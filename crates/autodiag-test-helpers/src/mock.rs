//! Scripted inference capability.

use std::collections::VecDeque;
use std::sync::Arc;
use std::sync::atomic::{AtomicUsize, Ordering};

use async_trait::async_trait;
use autodiag_prediction::{ApiKey, InferenceCapability, InferenceRequest, PredictionError};
use parking_lot::Mutex;
use tokio::sync::Notify;

/// Test double for [`InferenceCapability`].
///
/// Replies are taken from a queue; once the queue is empty the fallback reply
/// is repeated. Every call is counted and its request recorded. A gated mock
/// holds each call open until the test releases it, which keeps a prediction
/// in the running state for as long as the test needs.
pub struct MockCapability {
    replies: Mutex<VecDeque<Result<String, PredictionError>>>,
    fallback: Result<String, PredictionError>,
    calls: AtomicUsize,
    requests: Mutex<Vec<InferenceRequest>>,
    keys: Mutex<Vec<String>>,
    gate: Option<Arc<Notify>>,
}

impl MockCapability {
    /// Mock that always answers with `body`.
    pub fn returning(body: impl Into<String>) -> Self {
        Self::with_fallback(Ok(body.into()))
    }

    /// Mock that always fails with `error`.
    pub fn failing(error: PredictionError) -> Self {
        Self::with_fallback(Err(error))
    }

    fn with_fallback(fallback: Result<String, PredictionError>) -> Self {
        Self {
            replies: Mutex::new(VecDeque::new()),
            fallback,
            calls: AtomicUsize::new(0),
            requests: Mutex::new(Vec::new()),
            keys: Mutex::new(Vec::new()),
            gate: None,
        }
    }

    /// Queue a one-off reply ahead of the fallback.
    pub fn then_reply(self, reply: Result<String, PredictionError>) -> Self {
        self.replies.lock().push_back(reply);
        self
    }

    /// Hold every call until the returned handle is notified.
    ///
    /// Each `notify_one` releases one call.
    pub fn gated(mut self) -> (Self, Arc<Notify>) {
        let gate = Arc::new(Notify::new());
        self.gate = Some(Arc::clone(&gate));
        (self, gate)
    }

    /// Number of calls made so far, including calls still held by the gate.
    pub fn calls(&self) -> usize {
        self.calls.load(Ordering::SeqCst)
    }

    /// Requests seen, in call order.
    pub fn requests(&self) -> Vec<InferenceRequest> {
        self.requests.lock().clone()
    }

    /// Most recent request.
    pub fn last_request(&self) -> Option<InferenceRequest> {
        self.requests.lock().last().cloned()
    }

    /// Credentials seen, in call order.
    pub fn keys(&self) -> Vec<String> {
        self.keys.lock().clone()
    }
}

#[async_trait]
impl InferenceCapability for MockCapability {
    async fn generate(
        &self,
        key: &ApiKey,
        request: &InferenceRequest,
    ) -> Result<String, PredictionError> {
        self.calls.fetch_add(1, Ordering::SeqCst);
        self.requests.lock().push(request.clone());
        self.keys.lock().push(key.expose().to_string());

        if let Some(gate) = &self.gate {
            gate.notified().await;
        }

        let queued = self.replies.lock().pop_front();
        queued.unwrap_or_else(|| self.fallback.clone())
    }
}
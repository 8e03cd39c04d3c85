//! Line-oriented console commands.

use std::str::FromStr;

use autodiag_errors::ValidationError;

use crate::service::Command;

/// One parsed console line.
#[derive(Debug, Clone, Copy, PartialEq, Eq)]
pub enum Input {
    /// A service command
    Command(Command),
    /// Print the current snapshot
    Snapshot,
    /// Print the prediction status
    Status,
    /// Print the command list
    Help,
    /// Stop the daemon
    Quit,
    /// Blank line
    Empty,
}

/// Shown for `help`.
pub const HELP: &str = "\
Commands:
  predict   run a fault prediction on the current snapshot
  fault     inject the synthetic fault profile
  snapshot  print the current gauges
  status    print the prediction status
  help      show this list
  quit      stop the daemon";

impl FromStr for Input {
    type Err = ValidationError;

    fn from_str(line: &str) -> Result<Self, Self::Err> {
        let word = line.trim().to_ascii_lowercase();
        let input = match word.as_str() {
            "" => Input::Empty,
            "predict" | "p" => Input::Command(Command::RunPrediction),
            "fault" | "f" => Input::Command(Command::InjectFault),
            "snapshot" | "s" => Input::Snapshot,
            "status" => Input::Status,
            "help" | "h" | "?" => Input::Help,
            "quit" | "exit" | "q" => Input::Quit,
            _ => {
                return Err(ValidationError::invalid_enum(
                    "command",
                    line.trim(),
                    "predict, fault, snapshot, status, help, quit",
                ));
            }
        };
        Ok(input)
    }
}
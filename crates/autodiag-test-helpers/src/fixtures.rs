//! Canned capability payloads.

use serde_json::{Value, json};

/// A payload that passes every schema check.
pub fn valid_prediction() -> Value {
    json!({
        "predictedFault": "Oil Pump Failure",
        "affectedComponent": "Lubrication System",
        "severity": "Critical",
        "confidence": 0.92,
        "recommendation": "Stop the vehicle safely and check the oil level and pump.",
        "faultCode": "P0524"
    })
}

/// [`valid_prediction`] as text.
pub fn valid_prediction_json() -> String {
    valid_prediction().to_string()
}

/// [`valid_prediction`] with `severity` and `confidence` replaced.
pub fn prediction_json_with(severity: &str, confidence: f64) -> String {
    let mut payload = valid_prediction();
    if let Some(fields) = payload.as_object_mut() {
        fields.insert("severity".into(), json!(severity));
        fields.insert("confidence".into(), json!(confidence));
    }
    payload.to_string()
}

/// A `generateContent` response envelope whose only candidate carries `text`.
pub fn generate_content_envelope(text: &str) -> Value {
    json!({
        "candidates": [{
            "content": {
                "role": "model",
                "parts": [{ "text": text }]
            },
            "finishReason": "STOP"
        }]
    })
}

#[cfg(test)]
mod tests {
    use super::*;

    #[test]
    fn test_overrides_apply() -> Result<(), serde_json::Error> {
        let payload: Value = serde_json::from_str(&prediction_json_with("Extreme", 1.4))?;
        assert_eq!(payload["severity"], "Extreme");
        assert_eq!(payload["faultCode"], "P0524");
        Ok(())
    }

    #[test]
    fn test_envelope_wraps_text() {
        let envelope = generate_content_envelope("{}");
        assert_eq!(envelope["candidates"][0]["content"]["parts"][0]["text"], "{}");
    }
}
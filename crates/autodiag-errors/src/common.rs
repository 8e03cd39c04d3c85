//! Common error types and utilities used across all autodiag crates.
//!
//! This module provides the top-level error enum that wraps the sub-errors,
//! along with error classification, severity levels, and a context trait.

use core::fmt;

use crate::{PredictionError, ValidationError};

/// Top-level error type that can wrap all autodiag sub-errors.
#[derive(Debug, thiserror::Error)]
pub enum DiagnosticsError {
    /// Prediction call failures
    #[error("Prediction error: {0}")]
    Prediction(#[from] PredictionError),

    /// Validation errors
    #[error("Validation error: {0}")]
    Validation(#[from] ValidationError),

    /// I/O errors
    #[error("I/O error: {0}")]
    Io(#[from] std::io::Error),

    /// Configuration errors outside of a prediction call
    #[error("Configuration error: {0}")]
    Config(String),

    /// Generic error with context
    #[error("{0}")]
    Other(String),
}

impl DiagnosticsError {
    /// Get the error category for classification.
    pub fn category(&self) -> ErrorCategory {
        match self {
            DiagnosticsError::Prediction(e) => e.category(),
            DiagnosticsError::Validation(_) => ErrorCategory::Validation,
            DiagnosticsError::Io(_) => ErrorCategory::Io,
            DiagnosticsError::Config(_) => ErrorCategory::Configuration,
            DiagnosticsError::Other(_) => ErrorCategory::Other,
        }
    }

    /// Get the error severity level.
    pub fn severity(&self) -> ErrorSeverity {
        match self {
            DiagnosticsError::Prediction(e) => e.severity(),
            DiagnosticsError::Validation(e) => e.severity(),
            DiagnosticsError::Io(_) | DiagnosticsError::Config(_) | DiagnosticsError::Other(_) => {
                ErrorSeverity::Error
            }
        }
    }

    /// Check if this error is recoverable.
    pub fn is_recoverable(&self) -> bool {
        self.severity() < ErrorSeverity::Critical
    }

    /// Create a configuration error with a message.
    pub fn config(msg: impl Into<String>) -> Self {
        DiagnosticsError::Config(msg.into())
    }

    /// Create a generic error with a message.
    pub fn other(msg: impl Into<String>) -> Self {
        DiagnosticsError::Other(msg.into())
    }
}

/// Error category for classification.
#[derive(Debug, Clone, Copy, PartialEq, Eq, Hash)]
#[repr(u8)]
pub enum ErrorCategory {
    /// Missing or placeholder credential, invalid settings
    Configuration = 0,
    /// Capability unreachable, overloaded or rejecting the request
    Transport = 1,
    /// Capability response failed decoding or domain checks
    SchemaValidation = 2,
    /// Call refused because another one is in flight
    Concurrency = 3,
    /// Input validation errors
    Validation = 4,
    /// I/O errors
    Io = 5,
    /// Other errors
    Other = 255,
}

impl fmt::Display for ErrorCategory {
    fn fmt(&self, f: &mut fmt::Formatter<'_>) -> fmt::Result {
        match self {
            ErrorCategory::Configuration => write!(f, "Configuration"),
            ErrorCategory::Transport => write!(f, "Transport"),
            ErrorCategory::SchemaValidation => write!(f, "SchemaValidation"),
            ErrorCategory::Concurrency => write!(f, "Concurrency"),
            ErrorCategory::Validation => write!(f, "Validation"),
            ErrorCategory::Io => write!(f, "IO"),
            ErrorCategory::Other => write!(f, "Other"),
        }
    }
}

/// Error severity level.
#[derive(Debug, Clone, Copy, PartialEq, Eq, PartialOrd, Ord, Hash)]
#[repr(u8)]
pub enum ErrorSeverity {
    /// Informational, no action required
    Info = 0,
    /// Warning, may require attention
    Warning = 1,
    /// Error, operation failed
    Error = 2,
    /// Critical, system may be in unstable state
    Critical = 3,
}

impl fmt::Display for ErrorSeverity {
    fn fmt(&self, f: &mut fmt::Formatter<'_>) -> fmt::Result {
        match self {
            ErrorSeverity::Info => write!(f, "INFO"),
            ErrorSeverity::Warning => write!(f, "WARN"),
            ErrorSeverity::Error => write!(f, "ERROR"),
            ErrorSeverity::Critical => write!(f, "CRITICAL"),
        }
    }
}

/// Context information attached to an error on its way up.
#[derive(Debug, Clone)]
pub struct ErrorContext {
    /// The operation that was being performed
    pub operation: String,
    /// Additional context key-value pairs
    pub context: Vec<(String, String)>,
}

impl ErrorContext {
    /// Create a new error context for an operation.
    pub fn new(operation: impl Into<String>) -> Self {
        Self {
            operation: operation.into(),
            context: Vec::new(),
        }
    }

    /// Add a context key-value pair.
    pub fn with(mut self, key: impl Into<String>, value: impl Into<String>) -> Self {
        self.context.push((key.into(), value.into()));
        self
    }
}

impl fmt::Display for ErrorContext {
    fn fmt(&self, f: &mut fmt::Formatter<'_>) -> fmt::Result {
        write!(f, "operation: {}", self.operation)?;
        for (key, value) in &self.context {
            write!(f, ", {key}: {value}")?;
        }
        Ok(())
    }
}

/// Extension trait for adding context to errors.
pub trait ResultExt<T> {
    /// Add context to an error.
    fn context(self, ctx: ErrorContext) -> Result<T, DiagnosticsError>;

    /// Add context with an operation name.
    fn with_context(self, operation: impl Into<String>) -> Result<T, DiagnosticsError>;
}

impl<T, E: Into<DiagnosticsError>> ResultExt<T> for std::result::Result<T, E> {
    fn context(self, ctx: ErrorContext) -> Result<T, DiagnosticsError> {
        self.map_err(|e| {
            let err: DiagnosticsError = e.into();
            DiagnosticsError::Other(format!("{ctx}: {err}"))
        })
    }

    fn with_context(self, operation: impl Into<String>) -> Result<T, DiagnosticsError> {
        self.context(ErrorContext::new(operation))
    }
}

#[cfg(test)]
mod tests {
    use super::*;

    #[test]
    fn test_error_category_display() {
        assert_eq!(ErrorCategory::Transport.to_string(), "Transport");
        assert_eq!(ErrorCategory::SchemaValidation.to_string(), "SchemaValidation");
        assert_eq!(ErrorCategory::Io.to_string(), "IO");
    }

    #[test]
    fn test_error_severity_ordering() {
        assert!(ErrorSeverity::Critical > ErrorSeverity::Error);
        assert!(ErrorSeverity::Error > ErrorSeverity::Warning);
        assert!(ErrorSeverity::Warning > ErrorSeverity::Info);
    }

    #[test]
    fn test_error_context() {
        let ctx = ErrorContext::new("load_config")
            .with("path", "autodiag.json")
            .with("section", "simulation");
        assert!(ctx.to_string().contains("load_config"));
        assert!(ctx.to_string().contains("section: simulation"));
    }

    #[test]
    fn test_diagnostics_error_category() {
        let err: DiagnosticsError = PredictionError::transport("connection refused").into();
        assert_eq!(err.category(), ErrorCategory::Transport);

        let err = DiagnosticsError::config("tick interval must be positive");
        assert_eq!(err.category(), ErrorCategory::Configuration);
    }

    #[test]
    fn test_prediction_errors_are_recoverable() {
        let err: DiagnosticsError = PredictionError::AlreadyRunning.into();
        assert!(err.is_recoverable());
    }

    #[test]
    fn test_result_ext() {
        let result: std::result::Result<(), ValidationError> =
            Err(ValidationError::required("model"));
        let with_ctx = result.with_context("load_prediction_config");
        let msg = match with_ctx {
            Ok(()) => String::new(),
            Err(err) => err.to_string(),
        };
        assert!(msg.contains("load_prediction_config"));
        assert!(msg.contains("model"));
    }
}
//! Turning a sensor snapshot into an inference request.

use autodiag_telemetry::{Channel, VehicleState};
use serde::Serialize;
use serde_json::Value;

use crate::config::PredictionConfig;
use crate::schema::response_schema;

/// Static normal operating ranges embedded in every prompt.
pub const REFERENCE_RANGES: [(&str, &str); 6] = [
    ("Engine Temperature", "85-105°C"),
    ("Oil Pressure", "30-60 PSI"),
    ("Engine RPM", "700-4000 RPM (normal driving)"),
    ("Fuel Level", "0-100%"),
    ("Battery Voltage", "12.4-12.8V (engine off), 13.7-14.7V (engine on)"),
    ("Tire Pressure", "30-35 PSI"),
];

/// Order in which readings appear in the prompt.
const PROMPT_ORDER: [Channel; 6] = [
    Channel::EngineTemp,
    Channel::OilPressure,
    Channel::Rpm,
    Channel::FuelLevel,
    Channel::BatteryVoltage,
    Channel::TirePressure,
];

/// One call's worth of input for the capability.
#[derive(Debug, Clone, PartialEq, Serialize)]
#[serde(rename_all = "camelCase")]
pub struct InferenceRequest {
    /// Model identifier
    pub model: String,
    /// Plain-text prompt
    pub prompt: String,
    /// Sampling temperature
    pub temperature: f64,
    /// Response-shape constraint
    pub response_schema: Value,
}

impl InferenceRequest {
    /// Build the request for `snapshot`.
    pub fn for_snapshot(snapshot: &VehicleState, config: &PredictionConfig) -> Self {
        Self {
            model: config.model.clone(),
            prompt: build_prompt(snapshot),
            temperature: config.temperature,
            response_schema: response_schema(),
        }
    }
}

/// A reading with its unit, as written into the prompt.
pub fn format_reading(channel: Channel, value: f64) -> String {
    let formatted = channel.format(value);
    match channel {
        Channel::OilPressure | Channel::TirePressure | Channel::Rpm => {
            format!("{formatted} {}", channel.unit())
        }
        Channel::EngineTemp | Channel::FuelLevel | Channel::BatteryVoltage => {
            format!("{formatted}{}", channel.unit())
        }
    }
}

/// Diagnostic prompt for `snapshot`.
pub fn build_prompt(snapshot: &VehicleState) -> String {
    let mut prompt = String::from(
        "You are an advanced AI diagnostics system for a modern vehicle.\n\
         Based on the following real-time sensor data, predict the most likely potential \
         component failure or required maintenance.\n\
         Provide your analysis in a structured JSON format.\n\n\
         Normal Operating Ranges:\n",
    );
    for (name, range) in REFERENCE_RANGES {
        prompt.push_str(&format!("- {name}: {range}\n"));
    }

    prompt.push_str("\nCurrent Sensor Data:\n");
    for channel in PROMPT_ORDER {
        let reading = format_reading(channel, snapshot.reading(channel));
        prompt.push_str(&format!("- {}: {reading}\n", channel.title()));
    }

    prompt.push_str(
        "\nAnalyze this data and identify the most critical upcoming issue.\n\
         Consider how these values deviate from normal ranges and how they might correlate.\n\
         For example, high engine temp and low oil pressure could indicate an oil leak or pump failure.\n\
         Low battery voltage could indicate an alternator issue.\n\
         Assign a standard automotive diagnostic fault code (e.g., P0300, C1221).\n\
         Provide a clear, actionable recommendation for the driver or mechanic.\n",
    );
    prompt
}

• **Task description**
Count the lines in the records above that contain "ValidationError", please, and give the number without any other words.

• **Answer space**
7